---- TASK MATERIAL
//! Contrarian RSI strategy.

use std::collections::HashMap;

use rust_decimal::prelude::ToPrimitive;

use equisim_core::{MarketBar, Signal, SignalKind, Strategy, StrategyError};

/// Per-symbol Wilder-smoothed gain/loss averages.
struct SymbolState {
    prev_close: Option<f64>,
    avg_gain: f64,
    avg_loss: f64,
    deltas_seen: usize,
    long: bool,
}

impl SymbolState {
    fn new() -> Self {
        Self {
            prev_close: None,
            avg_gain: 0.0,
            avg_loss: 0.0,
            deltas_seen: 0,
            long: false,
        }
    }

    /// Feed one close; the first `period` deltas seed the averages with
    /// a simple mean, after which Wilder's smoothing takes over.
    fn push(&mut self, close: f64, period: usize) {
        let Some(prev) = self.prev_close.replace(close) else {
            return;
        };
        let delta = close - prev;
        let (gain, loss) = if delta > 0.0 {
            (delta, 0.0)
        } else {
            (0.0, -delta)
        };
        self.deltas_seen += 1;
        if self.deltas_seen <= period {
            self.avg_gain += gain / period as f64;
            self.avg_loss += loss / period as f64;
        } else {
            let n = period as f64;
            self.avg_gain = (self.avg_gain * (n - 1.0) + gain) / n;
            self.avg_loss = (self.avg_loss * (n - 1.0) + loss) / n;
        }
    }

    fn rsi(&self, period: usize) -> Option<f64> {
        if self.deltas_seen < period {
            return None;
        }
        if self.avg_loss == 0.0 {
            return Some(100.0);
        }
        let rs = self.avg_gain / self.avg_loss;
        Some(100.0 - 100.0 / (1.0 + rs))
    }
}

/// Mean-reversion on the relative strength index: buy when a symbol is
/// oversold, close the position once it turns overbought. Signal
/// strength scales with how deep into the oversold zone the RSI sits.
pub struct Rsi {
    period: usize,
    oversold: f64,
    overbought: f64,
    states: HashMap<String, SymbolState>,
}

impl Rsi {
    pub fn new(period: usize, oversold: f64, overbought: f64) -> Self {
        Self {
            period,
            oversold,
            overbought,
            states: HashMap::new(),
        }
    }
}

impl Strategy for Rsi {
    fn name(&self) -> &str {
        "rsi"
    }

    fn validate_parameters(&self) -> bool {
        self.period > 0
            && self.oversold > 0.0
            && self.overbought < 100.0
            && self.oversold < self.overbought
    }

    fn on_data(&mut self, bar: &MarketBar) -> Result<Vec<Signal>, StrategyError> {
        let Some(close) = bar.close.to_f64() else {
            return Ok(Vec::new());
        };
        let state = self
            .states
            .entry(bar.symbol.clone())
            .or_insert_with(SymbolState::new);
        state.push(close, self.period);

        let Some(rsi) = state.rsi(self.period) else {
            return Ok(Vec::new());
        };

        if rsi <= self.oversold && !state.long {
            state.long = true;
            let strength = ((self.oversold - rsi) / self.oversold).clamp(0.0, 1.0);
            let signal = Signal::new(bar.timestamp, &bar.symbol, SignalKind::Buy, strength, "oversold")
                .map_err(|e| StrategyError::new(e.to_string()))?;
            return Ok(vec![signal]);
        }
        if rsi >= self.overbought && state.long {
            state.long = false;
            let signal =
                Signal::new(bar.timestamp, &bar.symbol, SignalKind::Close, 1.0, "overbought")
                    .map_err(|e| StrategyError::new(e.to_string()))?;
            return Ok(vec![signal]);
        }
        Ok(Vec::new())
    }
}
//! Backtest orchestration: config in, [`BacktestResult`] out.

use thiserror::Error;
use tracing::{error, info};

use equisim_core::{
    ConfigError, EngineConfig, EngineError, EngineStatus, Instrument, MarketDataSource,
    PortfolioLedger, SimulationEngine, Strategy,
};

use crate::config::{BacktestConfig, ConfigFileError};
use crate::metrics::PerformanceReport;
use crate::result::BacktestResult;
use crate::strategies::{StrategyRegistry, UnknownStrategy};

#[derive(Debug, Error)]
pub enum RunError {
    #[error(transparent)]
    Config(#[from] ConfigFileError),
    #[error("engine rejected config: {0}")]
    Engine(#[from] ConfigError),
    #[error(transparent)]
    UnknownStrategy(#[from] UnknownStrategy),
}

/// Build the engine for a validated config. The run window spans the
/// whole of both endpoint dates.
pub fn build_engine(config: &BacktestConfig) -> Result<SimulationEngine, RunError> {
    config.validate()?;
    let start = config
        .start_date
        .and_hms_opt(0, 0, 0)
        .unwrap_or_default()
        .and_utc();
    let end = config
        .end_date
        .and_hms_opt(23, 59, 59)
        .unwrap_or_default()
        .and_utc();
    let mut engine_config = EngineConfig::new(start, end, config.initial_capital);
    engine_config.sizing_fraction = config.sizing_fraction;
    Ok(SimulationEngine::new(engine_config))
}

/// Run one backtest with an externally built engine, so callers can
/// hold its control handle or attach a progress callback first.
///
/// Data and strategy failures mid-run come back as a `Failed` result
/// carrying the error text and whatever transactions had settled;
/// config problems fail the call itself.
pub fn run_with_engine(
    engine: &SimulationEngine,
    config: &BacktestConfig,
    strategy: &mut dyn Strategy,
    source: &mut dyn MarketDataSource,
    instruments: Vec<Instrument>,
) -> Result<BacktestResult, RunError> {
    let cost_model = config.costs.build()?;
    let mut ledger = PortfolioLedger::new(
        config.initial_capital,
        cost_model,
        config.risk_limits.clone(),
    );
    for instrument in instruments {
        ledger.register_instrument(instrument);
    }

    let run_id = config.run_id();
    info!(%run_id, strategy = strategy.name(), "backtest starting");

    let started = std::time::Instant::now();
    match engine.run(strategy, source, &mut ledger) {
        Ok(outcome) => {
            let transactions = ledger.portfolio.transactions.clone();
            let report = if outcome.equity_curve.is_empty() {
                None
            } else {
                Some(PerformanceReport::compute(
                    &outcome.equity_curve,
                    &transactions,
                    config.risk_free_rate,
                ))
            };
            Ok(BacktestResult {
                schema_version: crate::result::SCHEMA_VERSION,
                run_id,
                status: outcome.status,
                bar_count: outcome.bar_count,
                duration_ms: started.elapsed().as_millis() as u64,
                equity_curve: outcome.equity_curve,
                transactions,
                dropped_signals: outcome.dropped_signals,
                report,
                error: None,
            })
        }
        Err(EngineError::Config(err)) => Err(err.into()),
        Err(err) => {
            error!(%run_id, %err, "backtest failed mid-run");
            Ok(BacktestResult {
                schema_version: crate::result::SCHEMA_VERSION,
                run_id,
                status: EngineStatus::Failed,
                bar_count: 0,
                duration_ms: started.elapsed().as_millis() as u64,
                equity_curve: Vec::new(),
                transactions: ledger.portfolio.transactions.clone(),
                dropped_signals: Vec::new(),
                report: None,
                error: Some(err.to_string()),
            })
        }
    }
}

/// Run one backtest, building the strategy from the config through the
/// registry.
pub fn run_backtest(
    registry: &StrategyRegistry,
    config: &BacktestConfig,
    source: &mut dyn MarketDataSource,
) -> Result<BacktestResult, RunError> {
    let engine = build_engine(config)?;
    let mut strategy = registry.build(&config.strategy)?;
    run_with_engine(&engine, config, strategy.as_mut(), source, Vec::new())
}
--------
TASK DETAILS: Copy out all the lines of the records that include "MarketBar".

EXPECTED ANSWER:
use equisim_core::{MarketBar, Signal, SignalKind, Strategy, StrategyError};
    fn on_data(&mut self, bar: &MarketBar) -> Result<Vec<Signal>, StrategyError> {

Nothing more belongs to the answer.